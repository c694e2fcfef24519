//! Theme system for the TUI.
//!
//! Semantic style roles mapped to ratatui `Style` values, with a Dark
//! and a Light palette. The active palette is switchable at runtime
//! (the `t` key cycles variants).

use ratatui::style::{Color, Modifier, Style};

// ============================================================================
// Theme Variant
// ============================================================================

/// Available theme variants.
#[derive(Debug, Clone, Copy, PartialEq, Eq)]
pub enum ThemeVariant {
    Dark,
    Light,
}

impl ThemeVariant {
    /// Parse a variant name from config (case-insensitive).
    pub fn from_str_name(s: &str) -> Option<Self> {
        match s.to_ascii_lowercase().as_str() {
            "dark" => Some(Self::Dark),
            "light" => Some(Self::Light),
            _ => None,
        }
    }

    pub fn palette(self) -> Palette {
        match self {
            Self::Dark => Palette::dark(),
            Self::Light => Palette::light(),
        }
    }

    /// Cycle to the next variant: Dark → Light → Dark.
    pub fn next(self) -> Self {
        match self {
            Self::Dark => Self::Light,
            Self::Light => Self::Dark,
        }
    }

    /// Human-readable name for status display.
    pub fn name(self) -> &'static str {
        match self {
            Self::Dark => "Dark",
            Self::Light => "Light",
        }
    }
}

// ============================================================================
// Palette — semantic roles to Style
// ============================================================================

/// Styles for every semantic UI role on the start page.
#[derive(Debug, Clone)]
pub struct Palette {
    // -- Category strip --
    pub category_normal: Style,
    pub category_selected: Style,
    pub category_locked_hint: Style,

    // -- Link panel --
    pub link_name: Style,
    pub link_url: Style,
    pub link_selected: Style,
    pub panel_loading: Style,
    pub panel_error: Style,
    pub panel_empty: Style,

    // -- Widgets --
    pub widget_title: Style,
    pub widget_value: Style,
    pub calendar_today: Style,
    pub calendar_sunday: Style,

    // -- Chrome --
    pub status_bar: Style,
    pub panel_border: Style,
    pub panel_border_focused: Style,
}

impl Palette {
    fn dark() -> Self {
        Self {
            category_normal: Style::default(),
            category_selected: Style::default().bg(Color::DarkGray).fg(Color::White),
            category_locked_hint: Style::default().fg(Color::Yellow),

            link_name: Style::default().add_modifier(Modifier::BOLD),
            link_url: Style::default().fg(Color::DarkGray),
            link_selected: Style::default().bg(Color::DarkGray).fg(Color::White),
            panel_loading: Style::default().fg(Color::Cyan),
            panel_error: Style::default().fg(Color::Red),
            panel_empty: Style::default().fg(Color::Gray),

            widget_title: Style::default()
                .fg(Color::Cyan)
                .add_modifier(Modifier::BOLD),
            widget_value: Style::default().add_modifier(Modifier::BOLD),
            calendar_today: Style::default()
                .bg(Color::Blue)
                .fg(Color::White)
                .add_modifier(Modifier::BOLD),
            calendar_sunday: Style::default()
                .fg(Color::Red)
                .add_modifier(Modifier::BOLD),

            status_bar: Style::default().bg(Color::DarkGray).fg(Color::White),
            panel_border: Style::default(),
            panel_border_focused: Style::default().fg(Color::Cyan),
        }
    }

    fn light() -> Self {
        Self {
            category_normal: Style::default().fg(Color::Black),
            category_selected: Style::default().bg(Color::Gray).fg(Color::Black),
            category_locked_hint: Style::default().fg(Color::Magenta),

            link_name: Style::default()
                .fg(Color::Black)
                .add_modifier(Modifier::BOLD),
            link_url: Style::default().fg(Color::Gray),
            link_selected: Style::default().bg(Color::Gray).fg(Color::Black),
            panel_loading: Style::default().fg(Color::Blue),
            panel_error: Style::default().fg(Color::Red),
            panel_empty: Style::default().fg(Color::DarkGray),

            widget_title: Style::default()
                .fg(Color::Blue)
                .add_modifier(Modifier::BOLD),
            widget_value: Style::default()
                .fg(Color::Black)
                .add_modifier(Modifier::BOLD),
            calendar_today: Style::default()
                .bg(Color::Blue)
                .fg(Color::White)
                .add_modifier(Modifier::BOLD),
            calendar_sunday: Style::default()
                .fg(Color::Red)
                .add_modifier(Modifier::BOLD),

            status_bar: Style::default().bg(Color::Gray).fg(Color::Black),
            panel_border: Style::default().fg(Color::Black),
            panel_border_focused: Style::default().fg(Color::Blue),
        }
    }
}

#[cfg(test)]
mod tests {
    use super::*;

    #[test]
    fn test_variant_parsing() {
        assert_eq!(ThemeVariant::from_str_name("dark"), Some(ThemeVariant::Dark));
        assert_eq!(ThemeVariant::from_str_name("LIGHT"), Some(ThemeVariant::Light));
        assert_eq!(ThemeVariant::from_str_name("solarized"), None);
    }

    #[test]
    fn test_cycle_covers_all_variants() {
        let start = ThemeVariant::Dark;
        assert_eq!(start.next(), ThemeVariant::Light);
        assert_eq!(start.next().next(), ThemeVariant::Dark);
    }

    #[test]
    fn test_palettes_differ() {
        let dark = ThemeVariant::Dark.palette();
        let light = ThemeVariant::Light.palette();
        assert_ne!(dark.category_normal, light.category_normal);
    }
}
impl Dashboard {
    pub fn new(categories: Vec<Category>, theme: ThemeVariant, today: NaiveDate) -> Self {
        Self {
            categories,
            selected_category: 0,
            expansion: Expansion::Closed,
            cache: LinkCache::new(),
            visible_links: Arc::new(Vec::new()),
            selected_link: 0,
            links_loading: false,
            links_error: None,
            links_generation: 0,
            locked: false,
            categories_error: None,
            focus: Focus::Categories,
            calculator: Calculator::new(),
            notepad: Notepad::new(),
            bookmarks: BookmarkBoard::new(),
            calendar: MonthView::containing(today),
            weather: WeatherCard::default(),
            today,
            theme_variant: theme,
            theme: theme.palette(),
            status_message: None,
            needs_redraw: true,
        }
    }

    // ------------------------------------------------------------------
    // Expansion controller
    // ------------------------------------------------------------------

    /// Toggle the panel for the category at `index`.
    ///
    /// `Open(i)` toggled again closes; any other state opens `index`,
    /// implicitly closing whatever was open. Returns `None` for an
    /// out-of-bounds index (state unchanged).
    pub fn toggle_category(&mut self, index: usize) -> Option<ToggleOutcome> {
        if index >= self.categories.len() {
            return None;
        }

        if self.expansion == Expansion::Open(index) {
            self.close_panel();
            return Some(ToggleOutcome::Closed);
        }

        let name = Arc::clone(&self.categories[index].name);
        self.expansion = Expansion::Open(index);
        self.selected_category = index;
        self.selected_link = 0;
        self.links_error = None;

        if let Some(cached) = self.cache.get(&name) {
            self.visible_links = cached;
            self.links_loading = false;
            tracing::debug!(category = %name, "Link panel served from cache");
            return Some(ToggleOutcome::Opened);
        }

        self.visible_links = Arc::new(Vec::new());
        self.links_loading = true;
        self.links_generation = self.links_generation.wrapping_add(1);
        tracing::debug!(
            category = %name,
            generation = self.links_generation,
            "Link panel needs fetch"
        );
        Some(ToggleOutcome::Fetch(FetchTicket {
            category: name,
            generation: self.links_generation,
        }))
    }

    /// Close the open panel. Used by toggle, Esc, and the hosting
    /// environment's outside-pointer notification. Never touches the
    /// cache.
    pub fn close_panel(&mut self) {
        self.expansion = Expansion::Closed;
        self.visible_links = Arc::new(Vec::new());
        self.links_loading = false;
        self.links_error = None;
        self.selected_link = 0;
    }

    /// The open category, if any.
    pub fn open_category(&self) -> Option<&Category> {
        match self.expansion {
            Expansion::Closed => None,
            Expansion::Open(i) => self.categories.get(i),
        }
    }

    fn apply_links(
        &mut self,
        category: &Arc<str>,
        generation: u64,
        result: Result<Vec<Link>, String>,
    ) {
        if generation != self.links_generation {
            tracing::debug!(
                category = %category,
                generation,
                current = self.links_generation,
                "Discarding stale link fetch result"
            );
            return;
        }
        let still_open = self
            .open_category()
            .is_some_and(|c| c.name == *category);
        if !still_open {
            tracing::debug!(category = %category, "Discarding link fetch for closed panel");
            return;
        }

        self.links_loading = false;
        match result {
            Ok(links) => {
                // Panel and cache share one allocation
                self.cache.put(category.to_string(), links);
                if let Some(entry) = self.cache.get(category) {
                    self.visible_links = entry;
                }
                self.links_error = None;
            }
            Err(error) => {
                tracing::warn!(category = %category, error = %error, "Link fetch failed");
                self.links_error = Some(LINKS_ERROR_MESSAGE);
            }
        }
    }

    // ------------------------------------------------------------------
    // Category order
    // ------------------------------------------------------------------

    /// Apply a drag of the category at `dragged` by `displacement`.
    ///
    /// Returns the pending order write when the drag produced a new
    /// order: the new order is already applied in memory, and the
    /// caller must persist `payload()` to the order document, feeding
    /// failure back through [`AppEvent::OrderSaveFailed`] so the
    /// snapshot can be restored. Locked dashboards and no-op drags
    /// return `None`.
    pub fn drag_category(&mut self, dragged: usize, displacement: f32) -> Option<OrderWrite> {
        if self.locked {
            tracing::debug!("Ignoring drag while reordering is locked");
            return None;
        }

        let next = links::reordered(&self.categories, dragged, displacement)?;
        let previous = std::mem::replace(&mut self.categories, next.clone());

        // Keep expansion and selection pointing at the same categories
        // they pointed at before the move.
        if let Expansion::Open(i) = self.expansion {
            if let Some(id) = previous.get(i).map(|c| c.id.as_str()) {
                if let Some(pos) = self.categories.iter().position(|c| c.id == id) {
                    self.expansion = Expansion::Open(pos);
                }
            }
        }
        if let Some(id) = previous.get(dragged).map(|c| c.id.as_str()) {
            if let Some(pos) = self.categories.iter().position(|c| c.id == id) {
                self.selected_category = pos;
            }
        }

        Some(OrderWrite {
            order: next,
            previous,
        })
    }

    /// Drag the currently selected category.
    pub fn drag_selected(&mut self, displacement: f32) -> Option<OrderWrite> {
        self.drag_category(self.selected_category, displacement)
    }

    /// Restore the pre-drag order after a failed persistence attempt.
    fn rollback_order(&mut self, previous: Vec<Category>) {
        let open_id = self.open_category().map(|c| c.id.clone());
        let selected_id = self
            .categories
            .get(self.selected_category)
            .map(|c| c.id.clone());

        self.categories = previous;

        if let Some(id) = open_id {
            self.expansion = match self.categories.iter().position(|c| c.id == id) {
                Some(pos) => Expansion::Open(pos),
                None => Expansion::Closed,
            };
        }
        if let Some(id) = selected_id {
            if let Some(pos) = self.categories.iter().position(|c| c.id == id) {
                self.selected_category = pos;
            }
        }
        self.clamp_selections();
    }

    pub fn toggle_locked(&mut self) {
        self.locked = !self.locked;
        self.set_status(if self.locked {
            "Reordering locked"
        } else {
            "Reordering unlocked"
        });
    }

    // ------------------------------------------------------------------
    // Category list
    // ------------------------------------------------------------------

    fn apply_categories(&mut self, result: Result<Vec<Category>, String>) {
        match result {
            Ok(categories) => {
                // Indices may have shifted arbitrarily; close any open
                // panel rather than risk pointing it at a different
                // category. The link cache is untouched by contract.
                self.close_panel();
                self.categories = categories;
                self.categories_error = None;
                self.clamp_selections();
            }
            Err(error) => {
                tracing::warn!(error = %error, "Category reload failed");
                self.categories_error = Some(error);
                self.set_status("Failed to load categories.");
            }
        }
    }

    /// Clamp selection indices after any list mutation.
    pub fn clamp_selections(&mut self) {
        self.selected_category = if self.categories.is_empty() {
            0
        } else {
            self.selected_category.min(self.categories.len() - 1)
        };
        self.selected_link = if self.visible_links.is_empty() {
            0
        } else {
            self.selected_link.min(self.visible_links.len() - 1)
        };
    }

    pub fn selected_category(&self) -> Option<&Category> {
        self.categories.get(self.selected_category)
    }

    pub fn selected_link(&self) -> Option<&Link> {
        self.visible_links.get(self.selected_link)
    }

    pub fn nav_up(&mut self) {
        match (self.focus, self.expansion) {
            (Focus::Categories, Expansion::Open(_)) => {
                self.selected_link = self.selected_link.saturating_sub(1);
            }
            (Focus::Categories, Expansion::Closed) => {
                self.selected_category = self.selected_category.saturating_sub(1);
            }
            (Focus::Bookmarks, _) => self.bookmarks.nav_up(),
            (Focus::Notepad, _) => self.notepad.nav_up(),
            _ => {}
        }
    }

    pub fn nav_down(&mut self) {
        match (self.focus, self.expansion) {
            (Focus::Categories, Expansion::Open(_)) => {
                if !self.visible_links.is_empty() {
                    self.selected_link =
                        (self.selected_link + 1).min(self.visible_links.len() - 1);
                }
            }
            (Focus::Categories, Expansion::Closed) => {
                if !self.categories.is_empty() {
                    self.selected_category =
                        (self.selected_category + 1).min(self.categories.len() - 1);
                }
            }
            (Focus::Bookmarks, _) => self.bookmarks.nav_down(),
            (Focus::Notepad, _) => self.notepad.nav_down(),
            _ => {}
        }
    }

    pub fn cycle_focus(&mut self) {
        self.focus = self.focus.next();
    }

    // ------------------------------------------------------------------
    // Theme and status
    // ------------------------------------------------------------------

    pub fn set_theme(&mut self, variant: ThemeVariant) {
        self.theme_variant = variant;
        self.theme = variant.palette();
        self.needs_redraw = true;
    }

    /// Cycle to the next theme variant, returning its name for status
    /// display.
    pub fn cycle_theme(&mut self) -> &'static str {
        let next = self.theme_variant.next();
        self.set_theme(next);
        next.name()
    }

    /// Set a status message (auto-expires after 3 seconds).
    pub fn set_status(&mut self, msg: impl Into<Cow<'static, str>>) {
        self.status_message = Some((msg.into(), Instant::now()));
    }

    /// Clear the status message if expired. Returns true if cleared.
    pub fn clear_expired_status(&mut self) -> bool {
        if let Some((_, time)) = &self.status_message {
            if time.elapsed().as_secs() >= 3 {
                self.status_message = None;
                return true;
            }
        }
        false
    }

    // ------------------------------------------------------------------
    // Event application
    // ------------------------------------------------------------------

    /// Apply a background task result to the dashboard.
    pub fn apply_event(&mut self, event: AppEvent) {
        match event {
            AppEvent::CategoriesLoaded(result) => self.apply_categories(result),
            AppEvent::LinksLoaded {
                category,
                generation,
                result,
            } => self.apply_links(&category, generation, result),
            AppEvent::OrderSaved => {
                tracing::debug!("Category order persisted");
            }
            AppEvent::OrderSaveFailed { previous, error } => {
                tracing::warn!(error = %error, "Order persistence failed, rolling back");
                self.rollback_order(previous);
                self.set_status(ORDER_ERROR_MESSAGE);
            }
            AppEvent::NoteSaved(result) => match result {
                Ok(note) => self.notepad.apply_saved(note),
                Err(error) => {
                    self.notepad.error = Some(error);
                    self.set_status("Failed to save note.");
                }
            },
            AppEvent::NoteDeleted { id, result } => match result {
                Ok(()) => self.notepad.apply_deleted(&id),
                Err(_) => self.set_status("Failed to delete note."),
            },
            AppEvent::BookmarkAdded { shelf, result } => match result {
                Ok(bookmark) => self.bookmarks.apply_added(shelf, bookmark),
                Err(_) => self.set_status("Failed to add bookmark."),
            },
            AppEvent::BookmarkRemoved { shelf, id, result } => match result {
                Ok(()) => self.bookmarks.apply_removed(shelf, &id),
                Err(_) => self.set_status("Failed to delete bookmark."),
            },
        }
    }
}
------------------------------------------------------------
### [What is being asked]
Copy out each line of the data that includes the string "dragged".

### [Problem solution]
    /// Apply a drag of the category at `dragged` by `displacement`.
    pub fn drag_category(&mut self, dragged: usize, displacement: f32) -> Option<OrderWrite> {
        let next = links::reordered(&self.categories, dragged, displacement)?;
        if let Some(id) = previous.get(dragged).map(|c| c.id.as_str()) {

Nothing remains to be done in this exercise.